#### Work order
In the records, each line holding "outcomes" must be reported.

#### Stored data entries
BEGIN

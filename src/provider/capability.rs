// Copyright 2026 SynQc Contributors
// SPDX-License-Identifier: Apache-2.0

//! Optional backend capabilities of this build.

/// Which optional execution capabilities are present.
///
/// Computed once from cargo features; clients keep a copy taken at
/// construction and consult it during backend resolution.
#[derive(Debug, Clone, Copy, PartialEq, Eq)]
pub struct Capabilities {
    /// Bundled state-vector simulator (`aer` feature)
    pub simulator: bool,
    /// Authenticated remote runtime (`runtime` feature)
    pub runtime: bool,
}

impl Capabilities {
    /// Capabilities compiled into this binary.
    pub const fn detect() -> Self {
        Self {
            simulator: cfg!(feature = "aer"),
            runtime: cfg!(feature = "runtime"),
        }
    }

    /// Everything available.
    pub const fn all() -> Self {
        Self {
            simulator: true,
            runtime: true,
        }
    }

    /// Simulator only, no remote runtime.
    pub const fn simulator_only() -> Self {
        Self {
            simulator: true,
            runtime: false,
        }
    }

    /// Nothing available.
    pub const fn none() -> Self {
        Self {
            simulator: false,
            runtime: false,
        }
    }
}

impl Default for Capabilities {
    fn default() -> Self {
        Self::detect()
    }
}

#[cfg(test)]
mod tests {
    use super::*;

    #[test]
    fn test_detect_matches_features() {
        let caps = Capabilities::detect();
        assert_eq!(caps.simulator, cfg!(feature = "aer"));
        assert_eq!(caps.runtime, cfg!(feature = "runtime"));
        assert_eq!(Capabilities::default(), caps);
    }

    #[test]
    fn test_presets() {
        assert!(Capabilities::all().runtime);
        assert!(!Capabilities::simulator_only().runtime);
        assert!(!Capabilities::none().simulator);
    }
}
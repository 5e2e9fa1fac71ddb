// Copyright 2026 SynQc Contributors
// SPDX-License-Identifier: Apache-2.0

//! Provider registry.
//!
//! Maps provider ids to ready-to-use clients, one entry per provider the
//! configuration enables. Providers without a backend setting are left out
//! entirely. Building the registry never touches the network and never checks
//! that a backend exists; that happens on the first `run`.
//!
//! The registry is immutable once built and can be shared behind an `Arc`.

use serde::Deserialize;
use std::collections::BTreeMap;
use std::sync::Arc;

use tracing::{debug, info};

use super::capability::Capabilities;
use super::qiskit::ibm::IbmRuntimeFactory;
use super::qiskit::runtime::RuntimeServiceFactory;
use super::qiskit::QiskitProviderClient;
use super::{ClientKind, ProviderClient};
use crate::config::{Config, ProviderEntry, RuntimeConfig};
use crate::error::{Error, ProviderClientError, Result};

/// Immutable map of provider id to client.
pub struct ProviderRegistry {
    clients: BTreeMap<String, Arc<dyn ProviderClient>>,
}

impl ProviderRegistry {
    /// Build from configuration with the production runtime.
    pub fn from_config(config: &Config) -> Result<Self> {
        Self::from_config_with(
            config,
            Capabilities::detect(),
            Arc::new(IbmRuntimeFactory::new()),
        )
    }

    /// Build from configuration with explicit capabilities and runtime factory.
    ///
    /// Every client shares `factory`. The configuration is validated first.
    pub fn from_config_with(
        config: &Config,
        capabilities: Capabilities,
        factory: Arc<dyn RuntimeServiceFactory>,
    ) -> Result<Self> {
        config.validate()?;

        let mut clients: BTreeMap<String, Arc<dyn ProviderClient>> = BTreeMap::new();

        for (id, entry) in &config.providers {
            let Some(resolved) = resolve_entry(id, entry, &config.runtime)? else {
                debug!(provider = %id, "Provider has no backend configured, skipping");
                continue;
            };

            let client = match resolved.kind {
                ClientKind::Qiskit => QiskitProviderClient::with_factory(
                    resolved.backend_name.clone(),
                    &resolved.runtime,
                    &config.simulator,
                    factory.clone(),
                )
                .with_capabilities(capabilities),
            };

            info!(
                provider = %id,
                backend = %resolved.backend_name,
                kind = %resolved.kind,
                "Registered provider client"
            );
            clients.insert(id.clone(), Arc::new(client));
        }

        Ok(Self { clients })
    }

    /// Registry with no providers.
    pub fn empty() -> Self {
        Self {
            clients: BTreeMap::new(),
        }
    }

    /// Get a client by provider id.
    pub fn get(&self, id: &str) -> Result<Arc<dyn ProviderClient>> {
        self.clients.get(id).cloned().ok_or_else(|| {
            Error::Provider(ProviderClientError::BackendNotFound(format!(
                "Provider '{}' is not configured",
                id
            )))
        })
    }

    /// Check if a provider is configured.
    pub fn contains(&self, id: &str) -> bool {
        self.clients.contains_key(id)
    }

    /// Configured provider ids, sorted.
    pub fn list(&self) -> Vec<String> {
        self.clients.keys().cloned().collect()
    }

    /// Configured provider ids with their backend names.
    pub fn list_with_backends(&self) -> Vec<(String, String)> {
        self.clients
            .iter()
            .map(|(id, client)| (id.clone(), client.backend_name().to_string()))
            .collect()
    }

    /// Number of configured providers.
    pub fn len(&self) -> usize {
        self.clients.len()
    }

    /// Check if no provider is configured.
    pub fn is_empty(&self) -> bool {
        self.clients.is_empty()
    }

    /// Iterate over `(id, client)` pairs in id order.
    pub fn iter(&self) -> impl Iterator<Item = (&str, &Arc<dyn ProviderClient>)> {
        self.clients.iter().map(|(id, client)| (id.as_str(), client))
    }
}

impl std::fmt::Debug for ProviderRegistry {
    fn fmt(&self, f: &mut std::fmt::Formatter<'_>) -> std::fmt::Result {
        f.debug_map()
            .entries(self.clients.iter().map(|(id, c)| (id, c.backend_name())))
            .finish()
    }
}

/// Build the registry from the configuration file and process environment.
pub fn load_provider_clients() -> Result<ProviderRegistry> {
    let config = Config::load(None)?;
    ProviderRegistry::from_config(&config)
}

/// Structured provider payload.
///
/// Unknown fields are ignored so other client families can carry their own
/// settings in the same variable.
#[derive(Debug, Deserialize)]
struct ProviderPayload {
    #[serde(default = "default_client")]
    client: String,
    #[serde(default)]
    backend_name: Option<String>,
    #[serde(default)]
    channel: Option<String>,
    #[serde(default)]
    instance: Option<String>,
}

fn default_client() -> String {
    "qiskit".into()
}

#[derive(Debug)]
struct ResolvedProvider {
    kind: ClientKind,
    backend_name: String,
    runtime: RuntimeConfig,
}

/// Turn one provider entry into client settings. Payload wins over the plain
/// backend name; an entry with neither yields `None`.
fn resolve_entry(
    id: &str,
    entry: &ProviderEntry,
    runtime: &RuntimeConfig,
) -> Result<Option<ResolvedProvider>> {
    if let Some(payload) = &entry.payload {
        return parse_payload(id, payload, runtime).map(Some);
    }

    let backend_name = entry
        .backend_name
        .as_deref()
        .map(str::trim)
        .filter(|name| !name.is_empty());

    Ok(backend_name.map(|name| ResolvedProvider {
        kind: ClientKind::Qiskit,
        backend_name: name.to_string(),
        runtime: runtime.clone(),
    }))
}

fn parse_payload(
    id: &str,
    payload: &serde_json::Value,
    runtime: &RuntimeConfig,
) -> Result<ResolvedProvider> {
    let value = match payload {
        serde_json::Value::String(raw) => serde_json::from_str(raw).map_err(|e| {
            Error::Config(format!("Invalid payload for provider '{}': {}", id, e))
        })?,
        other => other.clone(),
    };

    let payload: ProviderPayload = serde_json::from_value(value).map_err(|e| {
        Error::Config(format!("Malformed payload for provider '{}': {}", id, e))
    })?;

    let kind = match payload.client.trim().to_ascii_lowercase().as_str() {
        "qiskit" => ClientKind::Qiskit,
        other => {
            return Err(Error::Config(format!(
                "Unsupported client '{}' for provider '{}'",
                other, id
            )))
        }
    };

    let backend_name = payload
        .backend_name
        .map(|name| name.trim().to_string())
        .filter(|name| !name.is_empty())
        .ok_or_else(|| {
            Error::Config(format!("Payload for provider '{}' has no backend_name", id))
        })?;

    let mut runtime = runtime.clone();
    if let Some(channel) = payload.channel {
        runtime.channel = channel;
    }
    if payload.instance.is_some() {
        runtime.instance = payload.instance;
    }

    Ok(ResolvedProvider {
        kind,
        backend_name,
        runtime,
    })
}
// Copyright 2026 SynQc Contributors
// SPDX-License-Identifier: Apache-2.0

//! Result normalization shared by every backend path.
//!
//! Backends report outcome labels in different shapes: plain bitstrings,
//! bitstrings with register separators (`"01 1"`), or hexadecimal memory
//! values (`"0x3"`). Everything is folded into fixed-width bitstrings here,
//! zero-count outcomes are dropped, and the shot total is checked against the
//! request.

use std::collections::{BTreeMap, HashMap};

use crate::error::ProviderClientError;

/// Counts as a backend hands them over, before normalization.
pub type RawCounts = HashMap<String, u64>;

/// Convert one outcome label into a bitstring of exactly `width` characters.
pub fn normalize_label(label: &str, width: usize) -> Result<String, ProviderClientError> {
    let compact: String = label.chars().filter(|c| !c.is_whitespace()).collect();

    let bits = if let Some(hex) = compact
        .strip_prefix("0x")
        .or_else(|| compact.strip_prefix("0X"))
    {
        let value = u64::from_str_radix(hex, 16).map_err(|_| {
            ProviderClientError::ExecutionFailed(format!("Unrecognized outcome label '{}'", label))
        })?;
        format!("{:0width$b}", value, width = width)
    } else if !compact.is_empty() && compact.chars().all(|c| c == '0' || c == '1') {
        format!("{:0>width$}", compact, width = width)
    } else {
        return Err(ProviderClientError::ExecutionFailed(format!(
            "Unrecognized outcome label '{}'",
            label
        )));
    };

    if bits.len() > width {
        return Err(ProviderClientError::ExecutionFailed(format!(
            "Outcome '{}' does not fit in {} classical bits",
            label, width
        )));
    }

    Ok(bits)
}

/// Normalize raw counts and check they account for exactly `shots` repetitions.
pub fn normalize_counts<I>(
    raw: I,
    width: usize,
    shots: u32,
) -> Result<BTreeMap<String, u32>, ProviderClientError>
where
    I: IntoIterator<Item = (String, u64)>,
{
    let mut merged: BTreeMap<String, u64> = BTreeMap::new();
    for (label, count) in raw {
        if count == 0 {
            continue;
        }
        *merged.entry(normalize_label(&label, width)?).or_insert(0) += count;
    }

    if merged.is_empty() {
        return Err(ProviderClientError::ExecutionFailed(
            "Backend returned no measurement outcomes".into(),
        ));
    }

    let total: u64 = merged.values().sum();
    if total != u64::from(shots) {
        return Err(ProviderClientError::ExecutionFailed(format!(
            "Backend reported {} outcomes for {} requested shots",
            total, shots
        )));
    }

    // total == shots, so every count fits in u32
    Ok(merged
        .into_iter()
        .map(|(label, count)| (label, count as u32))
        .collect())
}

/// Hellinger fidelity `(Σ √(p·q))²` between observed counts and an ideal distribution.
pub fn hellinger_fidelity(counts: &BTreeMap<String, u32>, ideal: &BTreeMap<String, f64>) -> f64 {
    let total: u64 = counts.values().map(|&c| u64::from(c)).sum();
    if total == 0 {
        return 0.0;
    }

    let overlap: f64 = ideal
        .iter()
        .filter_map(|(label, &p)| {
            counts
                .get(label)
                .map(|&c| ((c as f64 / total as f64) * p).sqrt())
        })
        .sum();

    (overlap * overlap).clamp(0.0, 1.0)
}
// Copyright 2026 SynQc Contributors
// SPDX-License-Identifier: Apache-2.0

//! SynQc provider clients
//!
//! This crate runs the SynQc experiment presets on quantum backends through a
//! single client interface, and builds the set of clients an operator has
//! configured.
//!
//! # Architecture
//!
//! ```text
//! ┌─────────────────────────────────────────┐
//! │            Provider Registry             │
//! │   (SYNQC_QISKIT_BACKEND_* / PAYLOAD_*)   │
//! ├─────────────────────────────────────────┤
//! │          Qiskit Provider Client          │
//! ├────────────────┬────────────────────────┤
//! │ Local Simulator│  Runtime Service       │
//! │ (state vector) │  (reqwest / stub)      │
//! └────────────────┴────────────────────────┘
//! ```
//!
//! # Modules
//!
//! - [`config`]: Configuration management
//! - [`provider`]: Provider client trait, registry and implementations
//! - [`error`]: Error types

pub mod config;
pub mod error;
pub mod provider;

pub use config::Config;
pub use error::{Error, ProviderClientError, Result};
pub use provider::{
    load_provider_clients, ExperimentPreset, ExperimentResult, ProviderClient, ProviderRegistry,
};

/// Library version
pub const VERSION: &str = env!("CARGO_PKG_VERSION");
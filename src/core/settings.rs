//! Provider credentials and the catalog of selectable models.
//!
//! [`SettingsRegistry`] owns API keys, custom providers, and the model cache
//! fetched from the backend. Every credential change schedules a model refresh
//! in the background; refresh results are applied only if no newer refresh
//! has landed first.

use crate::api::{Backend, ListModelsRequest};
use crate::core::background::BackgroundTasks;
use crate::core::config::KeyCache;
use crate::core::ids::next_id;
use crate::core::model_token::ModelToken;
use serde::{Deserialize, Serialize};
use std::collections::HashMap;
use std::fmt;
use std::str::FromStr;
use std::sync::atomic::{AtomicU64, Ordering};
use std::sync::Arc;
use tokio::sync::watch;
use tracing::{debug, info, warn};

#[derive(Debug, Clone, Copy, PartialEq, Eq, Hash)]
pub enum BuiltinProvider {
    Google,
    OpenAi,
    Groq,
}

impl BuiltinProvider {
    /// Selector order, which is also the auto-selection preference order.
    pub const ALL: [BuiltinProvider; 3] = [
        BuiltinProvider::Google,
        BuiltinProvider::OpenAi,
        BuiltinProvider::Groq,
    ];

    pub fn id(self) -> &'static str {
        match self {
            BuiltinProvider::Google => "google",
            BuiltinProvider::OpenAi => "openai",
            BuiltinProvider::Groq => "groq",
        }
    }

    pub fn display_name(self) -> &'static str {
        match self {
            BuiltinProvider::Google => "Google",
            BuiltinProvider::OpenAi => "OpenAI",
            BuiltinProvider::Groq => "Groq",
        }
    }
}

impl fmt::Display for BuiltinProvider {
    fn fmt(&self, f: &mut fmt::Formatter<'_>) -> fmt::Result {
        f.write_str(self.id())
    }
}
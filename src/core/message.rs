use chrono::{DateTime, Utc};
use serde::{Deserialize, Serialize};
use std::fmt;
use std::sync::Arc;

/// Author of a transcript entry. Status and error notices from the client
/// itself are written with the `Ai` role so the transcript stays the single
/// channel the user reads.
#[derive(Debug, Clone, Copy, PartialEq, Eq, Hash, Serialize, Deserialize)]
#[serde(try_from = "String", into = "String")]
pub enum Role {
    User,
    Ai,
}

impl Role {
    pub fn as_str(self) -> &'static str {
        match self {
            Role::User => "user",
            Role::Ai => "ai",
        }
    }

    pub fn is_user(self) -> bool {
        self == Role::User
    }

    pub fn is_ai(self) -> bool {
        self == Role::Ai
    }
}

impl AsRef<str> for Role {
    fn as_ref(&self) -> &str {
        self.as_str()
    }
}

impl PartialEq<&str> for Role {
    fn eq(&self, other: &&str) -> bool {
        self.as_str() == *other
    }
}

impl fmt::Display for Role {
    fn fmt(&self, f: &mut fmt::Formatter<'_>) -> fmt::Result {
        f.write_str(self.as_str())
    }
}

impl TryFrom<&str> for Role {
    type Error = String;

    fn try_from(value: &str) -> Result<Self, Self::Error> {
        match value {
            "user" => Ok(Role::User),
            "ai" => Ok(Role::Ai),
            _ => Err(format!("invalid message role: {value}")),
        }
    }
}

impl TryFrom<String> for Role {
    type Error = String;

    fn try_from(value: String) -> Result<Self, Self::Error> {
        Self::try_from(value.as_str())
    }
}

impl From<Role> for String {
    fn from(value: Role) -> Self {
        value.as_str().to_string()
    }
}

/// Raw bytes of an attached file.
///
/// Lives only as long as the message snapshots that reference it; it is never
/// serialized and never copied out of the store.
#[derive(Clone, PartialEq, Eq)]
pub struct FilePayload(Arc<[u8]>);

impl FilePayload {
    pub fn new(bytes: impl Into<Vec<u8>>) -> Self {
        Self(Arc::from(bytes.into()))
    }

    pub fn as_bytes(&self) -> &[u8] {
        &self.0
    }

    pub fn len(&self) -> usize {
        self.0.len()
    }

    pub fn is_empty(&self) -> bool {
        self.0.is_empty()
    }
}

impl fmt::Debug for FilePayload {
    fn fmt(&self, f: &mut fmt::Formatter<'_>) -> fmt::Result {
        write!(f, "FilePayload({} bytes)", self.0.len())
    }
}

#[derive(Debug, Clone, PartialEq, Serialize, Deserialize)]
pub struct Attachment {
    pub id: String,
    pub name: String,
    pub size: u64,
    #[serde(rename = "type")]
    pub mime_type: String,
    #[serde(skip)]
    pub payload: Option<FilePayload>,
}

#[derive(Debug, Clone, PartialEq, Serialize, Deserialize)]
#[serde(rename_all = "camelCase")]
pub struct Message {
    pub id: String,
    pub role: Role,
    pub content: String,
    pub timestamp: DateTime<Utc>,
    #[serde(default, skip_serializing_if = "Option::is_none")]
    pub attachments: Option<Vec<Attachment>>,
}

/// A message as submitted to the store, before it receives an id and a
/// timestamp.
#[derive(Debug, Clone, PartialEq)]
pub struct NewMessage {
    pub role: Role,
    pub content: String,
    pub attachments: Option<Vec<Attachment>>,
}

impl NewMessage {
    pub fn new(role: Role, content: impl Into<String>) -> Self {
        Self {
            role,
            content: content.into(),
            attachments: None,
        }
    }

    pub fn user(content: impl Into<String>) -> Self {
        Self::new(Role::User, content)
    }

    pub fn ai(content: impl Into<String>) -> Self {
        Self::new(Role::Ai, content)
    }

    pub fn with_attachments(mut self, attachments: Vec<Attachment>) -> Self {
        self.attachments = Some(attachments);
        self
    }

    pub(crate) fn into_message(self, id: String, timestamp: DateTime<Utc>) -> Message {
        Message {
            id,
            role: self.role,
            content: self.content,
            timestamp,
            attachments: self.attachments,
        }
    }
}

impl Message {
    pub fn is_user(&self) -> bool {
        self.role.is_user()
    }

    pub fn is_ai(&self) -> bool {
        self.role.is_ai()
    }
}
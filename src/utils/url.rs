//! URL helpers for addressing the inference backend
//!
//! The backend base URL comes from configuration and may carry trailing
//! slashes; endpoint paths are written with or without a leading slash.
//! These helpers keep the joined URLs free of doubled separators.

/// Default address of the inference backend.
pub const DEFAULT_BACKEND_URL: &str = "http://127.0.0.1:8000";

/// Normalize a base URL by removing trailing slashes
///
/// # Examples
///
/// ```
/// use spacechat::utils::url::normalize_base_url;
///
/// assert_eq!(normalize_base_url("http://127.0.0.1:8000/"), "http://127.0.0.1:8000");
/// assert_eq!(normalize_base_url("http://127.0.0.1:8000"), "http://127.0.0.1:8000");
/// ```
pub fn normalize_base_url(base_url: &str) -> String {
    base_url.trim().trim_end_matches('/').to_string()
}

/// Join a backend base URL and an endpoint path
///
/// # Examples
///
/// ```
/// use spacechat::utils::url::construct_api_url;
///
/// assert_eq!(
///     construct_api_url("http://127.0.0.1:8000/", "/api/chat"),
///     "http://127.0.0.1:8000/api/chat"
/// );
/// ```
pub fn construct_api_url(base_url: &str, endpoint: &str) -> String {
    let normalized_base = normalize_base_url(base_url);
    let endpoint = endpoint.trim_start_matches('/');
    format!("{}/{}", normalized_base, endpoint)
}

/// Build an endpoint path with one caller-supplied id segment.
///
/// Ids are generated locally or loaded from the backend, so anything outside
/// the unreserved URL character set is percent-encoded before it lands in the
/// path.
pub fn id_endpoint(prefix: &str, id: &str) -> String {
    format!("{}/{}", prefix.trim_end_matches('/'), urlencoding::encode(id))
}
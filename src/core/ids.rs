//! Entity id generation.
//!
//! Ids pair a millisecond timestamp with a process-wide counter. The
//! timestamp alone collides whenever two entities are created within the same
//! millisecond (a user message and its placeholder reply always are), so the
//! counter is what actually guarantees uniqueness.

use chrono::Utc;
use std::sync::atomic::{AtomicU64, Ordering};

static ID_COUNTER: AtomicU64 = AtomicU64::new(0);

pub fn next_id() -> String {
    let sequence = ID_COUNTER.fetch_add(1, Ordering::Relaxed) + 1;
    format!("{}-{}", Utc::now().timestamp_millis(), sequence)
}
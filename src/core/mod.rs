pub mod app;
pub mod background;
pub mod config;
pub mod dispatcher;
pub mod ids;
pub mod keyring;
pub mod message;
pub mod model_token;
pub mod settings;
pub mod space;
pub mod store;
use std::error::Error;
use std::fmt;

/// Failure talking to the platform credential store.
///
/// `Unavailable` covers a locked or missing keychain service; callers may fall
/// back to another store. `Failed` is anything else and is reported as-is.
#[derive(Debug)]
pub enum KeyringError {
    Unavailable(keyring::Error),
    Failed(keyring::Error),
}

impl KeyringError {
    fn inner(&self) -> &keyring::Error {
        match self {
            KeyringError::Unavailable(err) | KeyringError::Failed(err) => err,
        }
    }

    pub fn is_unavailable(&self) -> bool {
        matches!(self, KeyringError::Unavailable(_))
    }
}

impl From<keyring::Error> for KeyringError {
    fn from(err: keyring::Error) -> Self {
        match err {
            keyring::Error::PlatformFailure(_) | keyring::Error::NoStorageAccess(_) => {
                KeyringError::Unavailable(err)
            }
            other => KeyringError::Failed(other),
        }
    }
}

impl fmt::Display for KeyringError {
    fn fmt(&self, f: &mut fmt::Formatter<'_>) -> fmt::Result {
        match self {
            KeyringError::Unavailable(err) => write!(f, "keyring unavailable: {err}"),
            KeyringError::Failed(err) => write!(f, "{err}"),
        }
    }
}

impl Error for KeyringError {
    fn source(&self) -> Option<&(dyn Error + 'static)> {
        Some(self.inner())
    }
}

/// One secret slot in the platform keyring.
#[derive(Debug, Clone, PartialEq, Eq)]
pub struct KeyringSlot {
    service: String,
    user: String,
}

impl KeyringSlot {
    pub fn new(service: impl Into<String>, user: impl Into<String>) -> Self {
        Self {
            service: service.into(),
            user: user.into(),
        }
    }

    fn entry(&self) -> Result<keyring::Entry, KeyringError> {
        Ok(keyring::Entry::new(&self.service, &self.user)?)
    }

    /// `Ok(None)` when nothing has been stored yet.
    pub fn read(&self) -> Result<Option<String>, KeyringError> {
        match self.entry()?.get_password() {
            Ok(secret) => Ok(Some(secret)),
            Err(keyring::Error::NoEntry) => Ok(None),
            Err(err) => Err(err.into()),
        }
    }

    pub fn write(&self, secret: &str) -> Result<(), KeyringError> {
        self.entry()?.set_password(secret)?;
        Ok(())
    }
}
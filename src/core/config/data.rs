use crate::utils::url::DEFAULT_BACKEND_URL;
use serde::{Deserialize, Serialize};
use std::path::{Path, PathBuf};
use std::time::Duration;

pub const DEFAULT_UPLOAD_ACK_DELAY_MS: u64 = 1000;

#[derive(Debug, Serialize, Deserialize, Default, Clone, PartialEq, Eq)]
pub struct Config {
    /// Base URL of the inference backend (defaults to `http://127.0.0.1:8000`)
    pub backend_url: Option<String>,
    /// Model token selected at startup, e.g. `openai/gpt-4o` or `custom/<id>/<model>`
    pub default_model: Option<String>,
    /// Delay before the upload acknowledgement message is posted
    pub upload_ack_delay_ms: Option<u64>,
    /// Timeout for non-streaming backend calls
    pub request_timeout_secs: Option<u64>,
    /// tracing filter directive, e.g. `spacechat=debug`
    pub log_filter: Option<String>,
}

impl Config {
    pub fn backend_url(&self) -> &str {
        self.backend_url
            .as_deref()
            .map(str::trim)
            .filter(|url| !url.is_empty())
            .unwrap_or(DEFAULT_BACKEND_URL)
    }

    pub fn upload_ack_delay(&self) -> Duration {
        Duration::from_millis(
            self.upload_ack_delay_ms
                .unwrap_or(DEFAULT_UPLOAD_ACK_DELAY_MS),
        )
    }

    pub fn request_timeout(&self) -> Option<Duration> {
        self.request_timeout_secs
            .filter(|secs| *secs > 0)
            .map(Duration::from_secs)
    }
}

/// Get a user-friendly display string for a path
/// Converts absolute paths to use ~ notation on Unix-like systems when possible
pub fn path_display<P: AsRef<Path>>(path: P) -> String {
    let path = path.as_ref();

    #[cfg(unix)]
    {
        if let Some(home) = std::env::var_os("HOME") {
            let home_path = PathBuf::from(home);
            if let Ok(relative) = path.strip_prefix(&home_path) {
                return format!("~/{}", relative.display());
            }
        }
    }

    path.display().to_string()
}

END

#### Problem solution
//! zero-count outcomes are dropped, and the shot total is checked against the
            "Backend returned no measurement outcomes".into(),
            "Backend reported {} outcomes for {} requested shots",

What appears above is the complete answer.